Choosing Your Ideal Cutting Board
Though we wanted to make the choice easier for you, we believe the information presented here might have confused you a bit. To uncomplicate things, we are presenting an easy-to-grasp list of parameters you should keep in mind when finalizing a kitchen cutting board:
- Don’t read too much into product information emphasizing on easiness of cleaning the board— you still need to clean your board religiously to ensure no contamination makes it to your plate.
- Try the more versatile boards—if possible, choose a board that is microwave friendly and non-slippery.

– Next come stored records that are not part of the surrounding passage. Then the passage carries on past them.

use serde::{Deserialize, Serialize};

pub const GRATITUDE_THRESHOLD: i32 = 20;
pub const DEVELOPING_THRESHOLD: i32 = 15;

/// Interpretation band for a completed quiz, ordered lowest to highest.
#[derive(Debug, Clone, Copy, PartialEq, Eq, PartialOrd, Ord, Hash, Serialize, Deserialize)]
#[serde(rename_all = "snake_case")]
pub enum Profile {
    IngratitudeLeaning,
    Developing,
    GratitudeOriented,
}

impl Profile {
    /// Lower bounds are inclusive; every integer falls in exactly one band.
    pub fn classify(score: i32) -> Self {
        if score >= GRATITUDE_THRESHOLD {
            Profile::GratitudeOriented
        } else if score >= DEVELOPING_THRESHOLD {
            Profile::Developing
        } else {
            Profile::IngratitudeLeaning
        }
    }

    pub fn label(self) -> &'static str {
        match self {
            Profile::GratitudeOriented => "Gratitude-oriented",
            Profile::Developing => "Developing",
            Profile::IngratitudeLeaning => "Ingratitude-leaning",
        }
    }

    pub fn tone(self) -> &'static str {
        match self {
            Profile::GratitudeOriented => "success",
            Profile::Developing => "warn",
            Profile::IngratitudeLeaning => "danger",
        }
    }

    pub fn message(self) -> &'static str {
        match self {
            Profile::GratitudeOriented => "You naturally practise gratitude.",
            Profile::Developing => "You have a solid base to build on.",
            Profile::IngratitudeLeaning => "Working on your sense of gratitude would be beneficial.",
        }
    }
}

impl std::fmt::Display for Profile {
    fn fmt(&self, f: &mut std::fmt::Formatter<'_>) -> std::fmt::Result {
        f.write_str(self.label())
    }
}

#[cfg(test)]
mod tests {
    use super::*;

    #[test]
    fn thresholds_are_inclusive_lower_bounds() {
        assert_eq!(Profile::classify(14), Profile::IngratitudeLeaning);
        assert_eq!(Profile::classify(15), Profile::Developing);
        assert_eq!(Profile::classify(19), Profile::Developing);
        assert_eq!(Profile::classify(20), Profile::GratitudeOriented);
    }

    #[test]
    fn classify_is_total_and_monotonic() {
        let mut previous = Profile::classify(i32::MIN);
        assert_eq!(previous, Profile::IngratitudeLeaning);
        for score in -50..=50 {
            let current = Profile::classify(score);
            assert!(current >= previous, "band went down at {}", score);
            previous = current;
        }
        assert_eq!(Profile::classify(i32::MAX), Profile::GratitudeOriented);
    }

    #[test]
    fn labels() {
        assert_eq!(Profile::GratitudeOriented.label(), "Gratitude-oriented");
        assert_eq!(Profile::Developing.to_string(), "Developing");
        assert_eq!(Profile::IngratitudeLeaning.label(), "Ingratitude-leaning");
        assert_eq!(Profile::IngratitudeLeaning.tone(), "danger");
    }
}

- Use separate boards for different foods—this is the easiest way to ensure that cross-contamination from different foods is prevented. Keep one board for cutting meats and eggs and another one for vegetables. We recommend keeping the wooden board for cutting raw meats. Glass
cutting boards or plastics work better for everything else. You can also keep separate boards for cooked and uncooked foods.
- Tempered glass is emerging as a favorite in the new breed of cutting boards—though reasonably sturdy and impressively resilient against thermal shocks, it is a bit expensive. We are not too sure if this surface is as easy to sanitize as advertised.
Purchasing your cutting board from a reputed supplier would be the final step. Try to read into the product’s green ratings if you buying a non-wooden board. This is an easy way to ensure your kitchen is more eco-friendly.